It will be better to say that Horace finally came more fully into his own. This was not because he changed. He did not change. The times changed. The barriers of intellectual sloth and artificiality fell away, and men became accessible to him. Virgil lost nothing of his old-time appeal to the fancy and to the ear, but Horace’s virtues also were discovered: his distinction in word and phrase, his understanding of the human heart. Virgil lost nothing of his charm for youth and age, but Horace was discovered as the poet of the riper and more thoughtful mind. Virgil remained the admired, but Horace became the friend. Virgil remained the guide, but Horace became the companion. “Virgil,” says Oliver Wendell Holmes, “has been the object of an adoration amounting almost to worship, but he will often be found on the shelf, while Horace lies on the student’s table, next his hand.”

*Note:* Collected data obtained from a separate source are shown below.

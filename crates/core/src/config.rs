//! Loading a [`Policy`] from TOML
//!
//! ```toml
//! excludedParameters = ["^utm_", "gclid", "fbclid"]
//! requirePresenceParameters = ["tx_news"]
//! excludedIfEmpty = ["q"]
//! excludeAllEmptyParameters = false
//! # whitelist = ["page", "tx_news"]
//! ```
//!
//! The legacy names `cachedParametersWhiteList`,
//! `requireCacheHashPresenceParameters` and `excludedParametersIfEmpty` are
//! accepted as aliases. The secret key never lives in this file.

use std::path::Path;

use crate::policy::Policy;
use crate::{Error, Result};

impl Policy {
    /// Parse a policy from TOML text
    pub fn from_toml_str(source: &str) -> Result<Self> {
        parse(source, None)
    }

    /// Read and parse a policy file
    pub fn from_path(path: impl AsRef<Path>) -> Result<Self> {
        let path = path.as_ref();
        let source = std::fs::read_to_string(path).map_err(|e| Error::io(e, path, "read"))?;
        parse(&source, Some(path))
    }
}

fn parse(source: &str, path: Option<&Path>) -> Result<Policy> {
    let policy: Policy =
        toml::from_str(source).map_err(|e| Error::parse(e.to_string().trim_end(), path))?;

    if policy.is_whitelist_mode() && !policy.excluded_parameters().is_empty() {
        tracing::warn!(
            excluded = policy.excluded_parameters().len(),
            "Whitelist is set; excludedParameters are ignored"
        );
    }
    tracing::debug!(
        whitelist_mode = policy.is_whitelist_mode(),
        required = policy.require_presence_parameters().len(),
        "Loaded cache hash policy"
    );
    Ok(policy)
}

The nature and extent of Horace’s influence upon modern letters and life will be best brought into relief by a brief historical review. It is not necessary to this purpose, nor would it be possible, within ordinary limits, to enter into a detailed account. It will be appropriate to begin with Italy.
i. IN ITALY
Horace did not spring immediately into prominence with the coming of the Renaissance, whether elsewhere or in Italy. As might be expected, the essentially epic and medieval Dante found inspiration in Virgil rather than in Horace, though the Ars Poetica was known to him and quoted more than once as authority on style. “This is what our master Horace teaches,” runs one of the passages, “when at the beginning of Poetry he says, ‘Choose a subject, etc.’” The imperfect idea of Horace formed in Dante’s mind is indicated by the one verse in the Divina Commedia which refers to him:
L’ altro e Orazio satiro che viene,—
T_he other coming is Horace the satirist_.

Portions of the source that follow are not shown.